→ YOUR TASK: The required lines are those that contain "Bold"; pull them out of the data and copy them.

** PROVIDED INFORMATION follows **

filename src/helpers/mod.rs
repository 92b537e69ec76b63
//! Helper functions shared by the query, templates and generator

mod date;
mod html;
mod url;

pub use date::*;
pub use html::*;
pub use url::*;
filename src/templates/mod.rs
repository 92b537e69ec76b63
//! Blog post template and page layout, rendered with Tera
//!
//! The built-in templates are embedded in the binary. A site can replace
//! either one by placing a file of the same name in its `templates/`
//! directory.

use anyhow::{Context as _, Result};
use serde::Serialize;
use std::fs;
use std::path::Path;
use tera::{Context, Tera};

use crate::query::MarkdownRemark;

pub const BLOG_POST_TEMPLATE: &str = "blog_post.html";
pub const LAYOUT_TEMPLATE: &str = "layout.html";

/// Template renderer for blog post pages
pub struct TemplateRenderer {
    tera: Tera,
}

impl TemplateRenderer {
    /// Create a renderer with the built-in templates
    pub fn new() -> Result<Self> {
        let mut tera = Tera::default();

        // Escaping is explicit in the templates: text fields go through
        // `escape`, the rendered markdown body must stay raw
        tera.autoescape_on(vec![]);

        tera.add_raw_templates(vec![
            (BLOG_POST_TEMPLATE, include_str!("blog_post.html")),
            (LAYOUT_TEMPLATE, include_str!("layout.html")),
        ])?;

        Ok(Self { tera })
    }

    /// Create a renderer, preferring templates found in `template_dir`
    pub fn load(template_dir: &Path) -> Result<Self> {
        let mut renderer = Self::new()?;

        for name in [BLOG_POST_TEMPLATE, LAYOUT_TEMPLATE] {
            let path = template_dir.join(name);
            if !path.is_file() {
                continue;
            }
            let source = fs::read_to_string(&path)?;
            renderer
                .tera
                .add_raw_template(name, &source)
                .with_context(|| format!("Invalid template {:?}", path))?;
            tracing::info!("Using template override {:?}", path);
        }

        Ok(renderer)
    }

    /// Render the blog post fragment for one query result
    ///
    /// Missing fields render as empty elements.
    pub fn render_blog_post(&self, data: &MarkdownRemark) -> Result<String> {
        let view = BlogPostView::from(data);
        let mut context = Context::new();
        context.insert("frontmatter", &view.frontmatter);
        context.insert("html", &view.html);
        Ok(self.tera.render(BLOG_POST_TEMPLATE, &context)?)
    }

    /// Wrap a rendered fragment in the document layout
    pub fn render_layout(&self, layout: &LayoutData) -> Result<String> {
        let context = Context::from_serialize(layout)?;
        Ok(self.tera.render(LAYOUT_TEMPLATE, &context)?)
    }
}

/// Template context for the blog post fragment; every field is a string
#[derive(Debug, Clone, Serialize)]
struct BlogPostView {
    frontmatter: FrontmatterView,
    html: String,
}

#[derive(Debug, Clone, Serialize)]
struct FrontmatterView {
    title: String,
    date: String,
    path: String,
}

impl From<&MarkdownRemark> for BlogPostView {
    fn from(data: &MarkdownRemark) -> Self {
        let fm = &data.frontmatter;
        Self {
            frontmatter: FrontmatterView {
                title: fm.title.clone().unwrap_or_default(),
                date: fm.date.clone().unwrap_or_default(),
                path: fm.path.clone().unwrap_or_default(),
            },
            html: data.html.clone(),
        }
    }
}

/// Site-wide values available to the layout
#[derive(Debug, Clone, Serialize)]
pub struct SiteData {
    pub title: String,
    pub description: String,
    pub author: String,
    pub language: String,
}

/// Template context for the document layout
#[derive(Debug, Clone, Serialize)]
pub struct LayoutData {
    pub site: SiteData,
    pub page_title: String,
    /// Already attribute-escaped; Tera's `escape` would also rewrite `/`
    pub canonical_url: String,
    pub published_time: Option<String>,
    pub body: String,
    pub version: &'static str,
}

#[cfg(test)]
mod tests {
    use super::*;
    use crate::query::QueriedFrontmatter;

    fn hello() -> MarkdownRemark {
        MarkdownRemark {
            html: "<p>Hi</p>".to_string(),
            frontmatter: QueriedFrontmatter {
                title: Some("Hello".to_string()),
                date: Some("Jan 01, 2020".to_string()),
                path: Some("/hello".to_string()),
            },
        }
    }

    fn layout(page_title: &str, body: &str) -> LayoutData {
        LayoutData {
            site: SiteData {
                title: "My Blog".to_string(),
                description: String::new(),
                author: String::new(),
                language: "en".to_string(),
            },
            page_title: page_title.to_string(),
            canonical_url: "http://localhost:4000/hello".to_string(),
            published_time: None,
            body: body.to_string(),
            version: "0.0.0",
        }
    }

    #[test]
    fn test_render_blog_post_structure() {
        let renderer = TemplateRenderer::new().unwrap();
        let html = renderer.render_blog_post(&hello()).unwrap();

        assert_eq!(
            html.trim_end(),
            r#"<div class="blog-post-container">
  <div class="blog-post">
    <h1>Hello</h1>
    <h2>Jan 01, 2020</h2>
    <div class="blog-post-content"><p>Hi</p></div>
  </div>
</div>"#
        );
    }

    #[test]
    fn test_html_is_not_escaped() {
        let renderer = TemplateRenderer::new().unwrap();
        let mut data = hello();
        data.html = "<h2 id=\"x\">Section</h2>\n<pre><code>&lt;tag&gt;</code></pre>\n".to_string();
        let html = renderer.render_blog_post(&data).unwrap();
        assert!(html.contains(&data.html));
    }

    #[test]
    fn test_title_and_date_are_escaped() {
        let renderer = TemplateRenderer::new().unwrap();
        let mut data = hello();
        data.frontmatter.title = Some("<b>Bold</b> & more".to_string());
        let html = renderer.render_blog_post(&data).unwrap();
        assert!(html.contains("<h1>&lt;b&gt;Bold&lt;"));
        assert!(html.contains("&amp; more</h1>"));
        assert!(!html.contains("<b>Bold"));
    }

    #[test]
    fn test_missing_fields_render_empty() {
        let renderer = TemplateRenderer::new().unwrap();
        let html = renderer.render_blog_post(&MarkdownRemark::default()).unwrap();
        assert!(html.contains("<h1></h1>"));
        assert!(html.contains("<h2></h2>"));
        assert!(html.contains(r#"<div class="blog-post-content"></div>"#));
    }

    #[test]
    fn test_render_is_idempotent() {
        let renderer = TemplateRenderer::new().unwrap();
        let first = renderer.render_blog_post(&hello()).unwrap();
        let second = renderer.render_blog_post(&hello()).unwrap();
        assert_eq!(first, second);

        let other = TemplateRenderer::new().unwrap();
        assert_eq!(first, other.render_blog_post(&hello()).unwrap());
    }

    #[test]
    fn test_layout_wraps_fragment() {
        let renderer = TemplateRenderer::new().unwrap();
        let doc = renderer
            .render_layout(&layout("Hello", "<div>fragment</div>"))
            .unwrap();
        assert!(doc.starts_with("<!DOCTYPE html>"));
        assert!(doc.contains("<title>Hello | My Blog</title>"));
        assert!(doc.contains(r#"<div id="app"><div>fragment</div></div>"#));
        assert!(!doc.contains("article:published_time"));
        assert!(!doc.contains("name=\"description\""));
    }

    #[test]
    fn test_layout_without_page_title() {
        let renderer = TemplateRenderer::new().unwrap();
        let doc = renderer.render_layout(&layout("", "")).unwrap();
        assert!(doc.contains("<title>My Blog</title>"));
    }

    #[test]
    fn test_template_override() {
        let dir = tempfile::tempdir().unwrap();
        fs::write(
            dir.path().join(BLOG_POST_TEMPLATE),
            "<article data-path=\"{{ frontmatter.path }}\">{{ html }}</article>",
        )
        .unwrap();

        let renderer = TemplateRenderer::load(dir.path()).unwrap();
        let html = renderer.render_blog_post(&hello()).unwrap();
        assert_eq!(html, "<article data-path=\"/hello\"><p>Hi</p></article>");

        // The layout was not overridden
        let doc = renderer.render_layout(&layout("T", &html)).unwrap();
        assert!(doc.contains("<!DOCTYPE html>"));
    }

    #[test]
    fn test_invalid_override_is_an_error() {
        let dir = tempfile::tempdir().unwrap();
        fs::write(dir.path().join(LAYOUT_TEMPLATE), "{% if %}").unwrap();
        assert!(TemplateRenderer::load(dir.path()).is_err());
    }
}
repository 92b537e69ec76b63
//! pathpress: a static blog builder
//!
//! Markdown documents under the content directory carry a `path` in their
//! front-matter. For every path, a page query selects the rendered HTML,
//! title and formatted date, the blog post template renders them into a fixed
//! markup tree, and the result is written to `public/<path>/index.html`.

pub mod commands;
pub mod config;
pub mod content;
pub mod generator;
pub mod helpers;
pub mod query;
pub mod server;
pub mod templates;

use anyhow::Result;
use std::path::{Path, PathBuf};

/// A site rooted at a base directory
#[derive(Debug, Clone)]
pub struct Site {
    /// Site configuration
    pub config: config::SiteConfig,
    /// Base directory
    pub base_dir: PathBuf,
    /// Markdown content directory
    pub source_dir: PathBuf,
    /// Public (output) directory
    pub public_dir: PathBuf,
    /// Files copied verbatim into the output
    pub static_dir: PathBuf,
    /// Template overrides
    pub template_dir: PathBuf,
}

impl Site {
    /// Create a new site from a directory, reading `_config.yml` if present
    pub fn new<P: AsRef<Path>>(base_dir: P) -> Result<Self> {
        let base_dir = base_dir.as_ref().to_path_buf();
        let config_path = base_dir.join("_config.yml");

        let config = if config_path.exists() {
            config::SiteConfig::load(&config_path)?
        } else {
            config::SiteConfig::default()
        };

        Ok(Self::with_config(base_dir, config))
    }

    /// Create a site with an explicit configuration
    pub fn with_config(base_dir: PathBuf, config: config::SiteConfig) -> Self {
        let source_dir = base_dir.join(&config.source_dir);
        let public_dir = base_dir.join(&config.public_dir);
        let static_dir = base_dir.join(&config.static_dir);
        let template_dir = base_dir.join("templates");

        Self {
            config,
            base_dir,
            source_dir,
            public_dir,
            static_dir,
            template_dir,
        }
    }

    /// Path of the site configuration file
    pub fn config_path(&self) -> PathBuf {
        self.base_dir.join("_config.yml")
    }

    /// Generate the static site
    pub fn generate(&self) -> Result<generator::GenerateReport> {
        commands::generate::run(self)
    }

    /// Clean the public directory
    pub fn clean(&self) -> Result<()> {
        commands::clean::run(self)
    }

    /// Create a new post
    pub fn new_post(&self, title: &str, path: Option<&str>) -> Result<PathBuf> {
        commands::new::create_post(self, title, path)
    }
}

#[cfg(test)]
mod tests {
    use super::*;
    use std::fs;

    #[test]
    fn test_site_defaults() {
        let dir = tempfile::tempdir().unwrap();
        let site = Site::new(dir.path()).unwrap();
        assert_eq!(site.source_dir, dir.path().join("content"));
        assert_eq!(site.public_dir, dir.path().join("public"));
        assert_eq!(site.static_dir, dir.path().join("static"));
        assert_eq!(site.template_dir, dir.path().join("templates"));
    }

    #[test]
    fn test_site_reads_config_dirs() {
        let dir = tempfile::tempdir().unwrap();
        fs::write(
            dir.path().join("_config.yml"),
            "source_dir: posts\npublic_dir: dist\n",
        )
        .unwrap();
        let site = Site::new(dir.path()).unwrap();
        assert_eq!(site.source_dir, dir.path().join("posts"));
        assert_eq!(site.public_dir, dir.path().join("dist"));
    }

    #[test]
    fn test_site_invalid_config() {
        let dir = tempfile::tempdir().unwrap();
        fs::write(dir.path().join("_config.yml"), "title: [unclosed\n").unwrap();
        assert!(Site::new(dir.path()).is_err());
    }
}
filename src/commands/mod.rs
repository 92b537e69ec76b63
//! CLI command implementations

pub mod clean;
pub mod generate;
pub mod init;
pub mod list;
pub mod new;
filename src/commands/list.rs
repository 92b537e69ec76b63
//! List site content

use anyhow::Result;

use crate::content::ContentLoader;
use crate::query::NodeStore;
use crate::Site;

/// List site content by type
pub fn run(site: &Site, content_type: &str) -> Result<()> {
    let nodes = ContentLoader::new(site).load_nodes()?;

    match content_type {
        "post" | "posts" => {
            println!("Posts ({}):", nodes.len());
            for node in &nodes {
                println!(
                    "  {} - {} [{}]",
                    node.date
                        .map(|d| d.format("%Y-%m-%d").to_string())
                        .unwrap_or_else(|| "----------".to_string()),
                    node.title().unwrap_or("(untitled)"),
                    node.source
                );
            }
        }
        "path" | "paths" | "route" | "routes" => {
            let store = NodeStore::from_nodes(nodes)?;
            let paths: Vec<_> = store.paths().collect();
            println!("Paths ({}):", paths.len());
            for path in paths {
                if let Some(node) = store.get(path) {
                    println!("  {} -> {}", path, node.source);
                }
            }
        }
        _ => {
            anyhow::bail!("Unknown type: {}. Available: post, path", content_type);
        }
    }

    Ok(())
}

** End of PROVIDED INFORMATION **

→ SOLUTION TO THIS PROBLEM:
        data.frontmatter.title = Some("<b>Bold</b> & more".to_string());
        assert!(html.contains("<h1>&lt;b&gt;Bold&lt;"));
        assert!(!html.contains("<b>Bold"));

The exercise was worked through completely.